因みに塩辛類はこのとき、食塩を用います。お酒の場合は熱でイースト菌を殺すのです。
その結果イースト菌が死んで、濁酒ドブロクが出来上がります。それに藁灰ワラバイを混ぜる
と、灰汁アクによって繊維と澱粉が収縮して下部に沈殿し、上方に「上澄みウワズミ」が出来
ます。この上澄みが今日の清酒です。現在では、灰汁の代わりに薬品を用いると云いま
す。
 
 こうして出来た上澄みを杉樽に入れて置きます。昔は上澄みを壷に入れ、腐りかける
と杉の新芽を漬けました。杉はフーゼル油と云う油脂を含有しています。これは杉の脂
ヤニのことですが、このフーゼル油には防腐作用があります。従って酒屋では、杉の新芽
を沢山用意していました。
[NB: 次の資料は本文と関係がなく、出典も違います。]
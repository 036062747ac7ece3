//! PostgreSQL-backed ledger store.
//!
//! ## Locking
//!
//! `lock_and_read_client` issues `SELECT ... FOR UPDATE` inside a
//! `sqlx::Transaction`, so the row lock is held until the transaction commits
//! or rolls back. Dropping an uncommitted transaction rolls it back when the
//! connection returns to the pool.
//!
//! ## Error Mapping
//!
//! | SQLx Error | PostgreSQL Code | LedgerError |
//! |------------|-----------------|-------------|
//! | PoolTimedOut | N/A | `Timeout` |
//! | Database (query canceled) | `57014` | `Timeout` |
//! | Database (lock not available) | `55P03` | `Timeout` |
//! | anything else | any | `Store` |

use std::time::Duration;

use async_trait::async_trait;
use chrono::{DateTime, Utc};
use sqlx::postgres::{PgConnectOptions, PgPoolOptions, PgRow};
use sqlx::{PgPool, Postgres, Row, Transaction};
use tracing::{debug, info, instrument};

use creditledger_common::{
    constants, Amount, ClientBalance, ClientId, Description, Entry, EntryDraft, EntryKind,
    LedgerError, Result,
};

use crate::store::{AtomicUnit, ClientAudit, LedgerStore};

/// Connection pool settings.
#[derive(Debug, Clone)]
pub struct PgStoreSettings {
    /// Database URL.
    pub database_url: String,
    /// Connections kept open.
    pub min_connections: u32,
    /// Upper bound on open connections.
    pub max_connections: u32,
    /// Bound on waiting for a free connection.
    pub acquire_timeout: Duration,
    /// Server-side `statement_timeout` applied to every connection.
    pub statement_timeout: Duration,
}

impl Default for PgStoreSettings {
    fn default() -> Self {
        Self {
            database_url: "postgres://localhost/creditledger".to_string(),
            min_connections: 1,
            max_connections: 10,
            acquire_timeout: constants::acquire_timeout(),
            statement_timeout: constants::operation_timeout(),
        }
    }
}

/// Store backed by a PostgreSQL connection pool.
#[derive(Debug, Clone)]
pub struct PostgresStore {
    pool: PgPool,
}

impl PostgresStore {
    /// Open the pool.
    #[instrument(skip(settings), fields(max_connections = settings.max_connections))]
    pub async fn connect(settings: &PgStoreSettings) -> Result<Self> {
        let options: PgConnectOptions = settings
            .database_url
            .parse()
            .map_err(|e| map_sqlx_error("parse database url", e))?;
        let options = options.options([(
            "statement_timeout",
            settings.statement_timeout.as_millis().to_string(),
        )]);

        let pool = PgPoolOptions::new()
            .min_connections(settings.min_connections)
            .max_connections(settings.max_connections)
            .acquire_timeout(settings.acquire_timeout)
            .connect_with(options)
            .await
            .map_err(|e| map_sqlx_error("connect", e))?;

        info!("Postgres pool opened");
        Ok(Self { pool })
    }

    /// Wrap an existing pool.
    pub fn from_pool(pool: PgPool) -> Self {
        Self { pool }
    }

    /// Apply schema and seed migrations.
    pub async fn migrate(&self) -> Result<()> {
        sqlx::migrate!("./migrations")
            .run(&self.pool)
            .await
            .map_err(|e| LedgerError::Store(format!("migrate: {e}")))?;
        info!("Migrations applied");
        Ok(())
    }
}

#[async_trait]
impl LedgerStore for PostgresStore {
    async fn begin(&self) -> Result<Box<dyn AtomicUnit>> {
        let tx = self
            .pool
            .begin()
            .await
            .map_err(|e| map_sqlx_error("begin", e))?;
        Ok(Box::new(PgUnit { tx, locked: None }))
    }

    async fn read_client(&self, client_id: ClientId) -> Result<Option<ClientBalance>> {
        let row = sqlx::query("SELECT limit_cents, balance_cents FROM clients WHERE id = $1")
            .bind(client_id.get())
            .fetch_optional(&self.pool)
            .await
            .map_err(|e| map_sqlx_error("read_client", e))?;

        row.map(|r| client_balance_from_row(&r)).transpose()
    }

    async fn recent_entries(&self, client_id: ClientId, limit: usize) -> Result<Vec<Entry>> {
        let rows = sqlx::query(
            r#"
            SELECT amount_cents, kind, description, recorded_at
            FROM entries
            WHERE client_id = $1
            ORDER BY recorded_at DESC, id DESC
            LIMIT $2
            "#,
        )
        .bind(client_id.get())
        .bind(limit as i64)
        .fetch_all(&self.pool)
        .await
        .map_err(|e| map_sqlx_error("recent_entries", e))?;

        rows.iter().map(|r| entry_from_row(client_id, r)).collect()
    }

    async fn audit_client(&self, client_id: ClientId) -> Result<Option<ClientAudit>> {
        // One statement, one snapshot.
        let row = sqlx::query(
            r#"
            SELECT
                c.limit_cents,
                c.balance_cents,
                COALESCE(SUM(CASE WHEN e.kind = 'c' THEN e.amount_cents ELSE -e.amount_cents END), 0)::BIGINT AS entries_sum,
                COUNT(e.id) AS entry_count
            FROM clients c
            LEFT JOIN entries e ON e.client_id = c.id
            WHERE c.id = $1
            GROUP BY c.id, c.limit_cents, c.balance_cents
            "#,
        )
        .bind(client_id.get())
        .fetch_optional(&self.pool)
        .await
        .map_err(|e| map_sqlx_error("audit_client", e))?;

        let Some(row) = row else {
            return Ok(None);
        };
        Ok(Some(ClientAudit {
            client_id,
            balance: client_balance_from_row(&row)?,
            entries_sum: row
                .try_get("entries_sum")
                .map_err(|e| map_sqlx_error("audit_client", e))?,
            entry_count: row
                .try_get("entry_count")
                .map_err(|e| map_sqlx_error("audit_client", e))?,
        }))
    }

    async fn close(&self) {
        self.pool.close().await;
        info!("Postgres pool closed");
    }
}

/// Atomic unit over one PostgreSQL transaction.
pub struct PgUnit {
    tx: Transaction<'static, Postgres>,
    locked: Option<ClientId>,
}

impl PgUnit {
    fn ensure_locked(&self, client_id: ClientId) -> Result<()> {
        if self.locked == Some(client_id) {
            Ok(())
        } else {
            Err(LedgerError::Store(format!(
                "client {client_id} is not locked by this unit"
            )))
        }
    }
}

#[async_trait]
impl AtomicUnit for PgUnit {
    async fn lock_and_read_client(&mut self, client_id: ClientId) -> Result<Option<ClientBalance>> {
        if let Some(held) = self.locked {
            if held != client_id {
                return Err(LedgerError::Store(format!("unit already holds client {held}")));
            }
        }

        let row = sqlx::query(
            "SELECT limit_cents, balance_cents FROM clients WHERE id = $1 FOR UPDATE",
        )
        .bind(client_id.get())
        .fetch_optional(&mut *self.tx)
        .await
        .map_err(|e| map_sqlx_error("lock_and_read_client", e))?;

        let Some(row) = row else {
            return Ok(None);
        };
        self.locked = Some(client_id);
        client_balance_from_row(&row).map(Some)
    }

    async fn apply_delta(&mut self, client_id: ClientId, delta: i64) -> Result<i64> {
        self.ensure_locked(client_id)?;
        sqlx::query_scalar::<_, i64>(
            "UPDATE clients SET balance_cents = balance_cents + $1 WHERE id = $2 RETURNING balance_cents",
        )
        .bind(delta)
        .bind(client_id.get())
        .fetch_one(&mut *self.tx)
        .await
        .map_err(|e| map_sqlx_error("apply_delta", e))
    }

    async fn append_entry(&mut self, client_id: ClientId, draft: &EntryDraft) -> Result<()> {
        self.ensure_locked(client_id)?;
        // clock_timestamp(), not now(): now() is frozen at transaction start.
        sqlx::query(
            r#"
            INSERT INTO entries (client_id, amount_cents, kind, description, recorded_at)
            VALUES ($1, $2, $3, $4, clock_timestamp())
            "#,
        )
        .bind(client_id.get())
        .bind(draft.amount.get())
        .bind(draft.kind.code())
        .bind(draft.description.as_str())
        .execute(&mut *self.tx)
        .await
        .map_err(|e| map_sqlx_error("append_entry", e))?;
        Ok(())
    }

    async fn commit(self: Box<Self>) -> Result<()> {
        let locked = self.locked;
        self.tx
            .commit()
            .await
            .map_err(|e| map_sqlx_error("commit", e))?;
        debug!(client_id = ?locked, "Unit committed");
        Ok(())
    }

    async fn rollback(self: Box<Self>) -> Result<()> {
        let locked = self.locked;
        self.tx
            .rollback()
            .await
            .map_err(|e| map_sqlx_error("rollback", e))?;
        debug!(client_id = ?locked, "Unit rolled back");
        Ok(())
    }
}

fn client_balance_from_row(row: &PgRow) -> Result<ClientBalance> {
    let limit: i64 = row
        .try_get("limit_cents")
        .map_err(|e| map_sqlx_error("decode client", e))?;
    let balance: i64 = row
        .try_get("balance_cents")
        .map_err(|e| map_sqlx_error("decode client", e))?;
    Ok(ClientBalance::new(limit, balance))
}

fn entry_from_row(client_id: ClientId, row: &PgRow) -> Result<Entry> {
    let decode = |e| map_sqlx_error("decode entry", e);
    let amount: i64 = row.try_get("amount_cents").map_err(decode)?;
    let kind: String = row.try_get("kind").map_err(decode)?;
    let description: String = row.try_get("description").map_err(decode)?;
    let recorded_at: DateTime<Utc> = row.try_get("recorded_at").map_err(decode)?;

    // Stored rows that fail validation are corruption, not bad input.
    let corrupt = |e: LedgerError| LedgerError::Store(format!("corrupt entry row: {e}"));
    Ok(Entry {
        client_id,
        amount: Amount::new(amount).map_err(corrupt)?,
        kind: kind.parse::<EntryKind>().map_err(corrupt)?,
        description: Description::new(description).map_err(corrupt)?,
        recorded_at,
    })
}

fn map_sqlx_error(operation: &str, err: sqlx::Error) -> LedgerError {
    match &err {
        sqlx::Error::PoolTimedOut => LedgerError::Timeout(format!("{operation}: pool timed out")),
        sqlx::Error::Database(db)
            if matches!(db.code().as_deref(), Some("57014") | Some("55P03")) =>
        {
            LedgerError::Timeout(format!("{operation}: {db}"))
        }
        _ => LedgerError::Store(format!("{operation}: {err}")),
    }
}

#[cfg(test)]
mod tests {
    use super::*;

    #[test]
    fn test_pool_timeout_maps_to_timeout() {
        let err = map_sqlx_error("begin", sqlx::Error::PoolTimedOut);
        assert!(matches!(err, LedgerError::Timeout(_)));
        assert!(err.is_retryable());
    }

    #[test]
    fn test_other_errors_map_to_store() {
        let err = map_sqlx_error("read_client", sqlx::Error::RowNotFound);
        assert!(matches!(err, LedgerError::Store(ref m) if m.starts_with("read_client")));
    }

    #[test]
    fn test_default_settings() {
        let settings = PgStoreSettings::default();
        assert_eq!(settings.min_connections, 1);
        assert_eq!(settings.max_connections, 10);
        assert_eq!(settings.statement_timeout, Duration::from_secs(2));
    }
}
なおこのフーゼル油は、レモンの皮にも含まれています。
 奈良県の大神オオミワ神社と云うお酒の神様を祀る神社は、杉の新芽で作った玉を頒布し
ています。酒屋はそれを入手して、お酒が腐りかけると、その杉玉を漬けるのです。す
るとお酒は元に戻ります。
 その杉を束ねたものを酒林サカバヤシと云いますが、酒屋ではそれを門口に吊るしました。
酒林が吊るしてあると、「あそこは酒屋だ」と分かるので、これがわが国の看板の元祖
であると云います。
 このように杉にはフーゼル油が含まれているので、江戸時代になって酒樽は杉樽にな
りました。日本人は、杉のフーゼル油が染み込んだお酒の匂いを樽酒と言って、殊の外
喜びます。
 
 上方から江戸まで運んで行ったお酒を「下り酒」、それを上方に持って帰ったのが「
戻り酒」と云い、江戸まで馬の背に積んで揺られて酵熟コウジュクしたお酒がもう一度、東
海道五十三次を戻って来るのです。この戻り酒の値が非常に高かったと云います。何故
かと云うと、東海道を往復しているうちに、杉のフーゼル油の香りが、全体に程良く広
がって酵熟してくるからと云います。

 実はこのフーゼル油は揮発性の油で、これを摂取すると脳神経を犯されて頭が痛くな
ります。
 一方、世界中の酒の中で、事前に酒を温めるのは、中国の一部の酒と、わが国のお酒
だけです。お酒をお燗オカンするのは、フーゼル油を揮発させるためです。でも杉のフーゼ
ル油の香りを好んで、値の高い「戻り酒」を飲むと云うことは、わが国の文化なのでし
ょう。
 
 下り酒、戻り酒の序でですが、当時の江戸のお酒は評判がよくなかったと云います。
お酒の本場は、当時は関西であったのです。
 江戸のお酒は、関西から東海道を下って来たものではありません。つまり、「下らな
いお酒」と云うことです。
 現在、つまらないとか、大したことはないとかのことを「くだらない」と表現します
が、その語源は、この「下らないお酒」から来ているのです。
 
 一方ではお酒を飲むと、気が大きくなり、また中には気が変になる人もいるようです。
古代人は、この状態を「神憑りカミガカリ」の状態と考えました。神の霊が降りてくるので
す。そんなことにより、お酒を神様に供え、また自らも戴きます。このようなことから、
お酒には宗教観や神聖観があります。それが「お神酒オミキ」の発想であると思います。わ
が国は、アルコール中毒が多国に比して少ないのも、原点にこの発想(思想)があるか
らでしょう。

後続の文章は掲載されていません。